The article I was writing that day actually ended up being about VS Code’s January 2026 updates, including the newly public Cloud Integration feature. The final output was high quality. But the quality didn’t come from my custom conversation agent — it came from letting plan mode be plan mode, and only deploying specialized agents where specialization mattered.

The Architectural Insight

This experience forced me to rethink my entire agent architecture. Instead of building a monolithic article-writing agent that tries to own the whole process, the right design is:

Let plan mode orchestrate — It’s already good at conversation, clarification, and high-level planning
Delegate specialized tasks — Link vetting, fact extraction, deep research, these get their own agents
Keep agents focused — Each agent should do one thing that genuinely benefits from custom logic

This is essentially what Microsoft’s Agent HQ mission control enables — a mental model shift from sequential single-agent work to parallel multi-agent orchestration. But the orchestrator doesn’t need to be custom. Plan mode already does this well.

I’ve written before about common mistakes building custom GitHub Copilot agents, and this experience validated those lessons in a visceral way. Overspecifying behavior, constraining natural capabilities, building agents that duplicate existing functionality — I’d committed all these sins in pursuit of a “better” article-writing experience.

What This Means for AI Tool Development

The AI tooling landscape has matured faster than many of us realize. Two years ago, you needed heavy customization to get decent results from language models. Today, default behaviors are remarkably good, and layering custom logic on top often degrades performance.

This creates a strange new discipline: knowing when to trust the defaults. It’s counterintuitive for engineers who built careers on customization, optimization, and control. But in the age of increasingly capable foundation models, the skill is knowing when to step back.

This doesn’t mean abandoning context engineering — context still matters enormously.
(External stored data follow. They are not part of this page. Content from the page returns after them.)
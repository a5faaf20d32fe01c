//! Delivery retry policy

use std::time::Duration;

use crate::config::{BackoffKind, DeliveryConfig};

/// Delay between attempts
#[derive(Debug, Clone, Copy, PartialEq, Eq)]
pub enum Backoff {
    /// Same delay every time
    Fixed(Duration),
    /// `base * 2^(retry - 1)`, capped at `max`
    Exponential { base: Duration, max: Duration },
}

impl Backoff {
    /// Delay before retry number `retry` (1 for the first retry)
    pub fn delay(&self, retry: u32) -> Duration {
        match *self {
            Backoff::Fixed(delay) => delay,
            Backoff::Exponential { base, max } => {
                let factor = 1u32.checked_shl(retry.saturating_sub(1)).unwrap_or(u32::MAX);
                base.checked_mul(factor).unwrap_or(max).min(max)
            }
        }
    }
}

/// Bounded retry on timeout
#[derive(Debug, Clone, Copy, PartialEq, Eq)]
pub struct RetryPolicy {
    /// Total attempts per job, including the first
    pub max_attempts: u32,
    /// Deadline for each attempt
    pub per_attempt_timeout: Duration,
    pub backoff: Backoff,
}

impl Default for RetryPolicy {
    fn default() -> Self {
        Self::from_config(&DeliveryConfig::default())
    }
}

impl RetryPolicy {
    pub fn from_config(config: &DeliveryConfig) -> Self {
        let backoff = match config.backoff {
            BackoffKind::Fixed => Backoff::Fixed(config.retry_delay),
            BackoffKind::Exponential => Backoff::Exponential {
                base: config.retry_delay,
                max: config.max_retry_delay,
            },
        };
        Self {
            max_attempts: config.max_retries.saturating_add(1),
            per_attempt_timeout: config.timeout,
            backoff,
        }
    }

    /// Whether another attempt may follow attempt number `attempt`
    pub fn allows_retry_after(&self, attempt: u32) -> bool {
        attempt < self.max_attempts
    }

    /// Sleep before the attempt that follows attempt number `attempt`
    pub fn delay_after(&self, attempt: u32) -> Duration {
        self.backoff.delay(attempt)
    }
}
But there’s a difference between providing rich context and overriding model behavior with rigid instructions.

Plan mode works because it has access to your full repository context, your conversation history, and powerful reasoning capabilities. When I built a custom agent, I was essentially saying “ignore your training, follow these specific steps instead.” That’s rarely a winning strategy.

The Bottom Line

I started building a custom article-writing agent to get better results. I ended up discovering that the out-of-the-box experience was already better, and my customization was the problem.

The lesson isn’t that custom agents are bad. It’s that they should be narrowly specialized. Link vetting? Build an agent. Fact extraction? Build an agent. Having a conversation about what to write? Just use plan mode.

Sometimes the best engineering decision is knowing what not to build. The AI models we have access to today are remarkably capable. Before you wrap them in custom instructions, ask yourself: am I adding genuine specialization, or am I just adding constraints?

In my case, removing the custom conversation agent and letting plan mode do its thing produced better articles, faster. The multi-agent workflow still provides value — but only where each agent brings specialized capabilities that genuinely improve on the default experience.

That’s a humbling realization for someone who loves building tools. But it’s also liberating. Instead of fighting the platform, I can focus on the narrow problems where custom solutions actually matter. Everything else? Let the defaults handle it.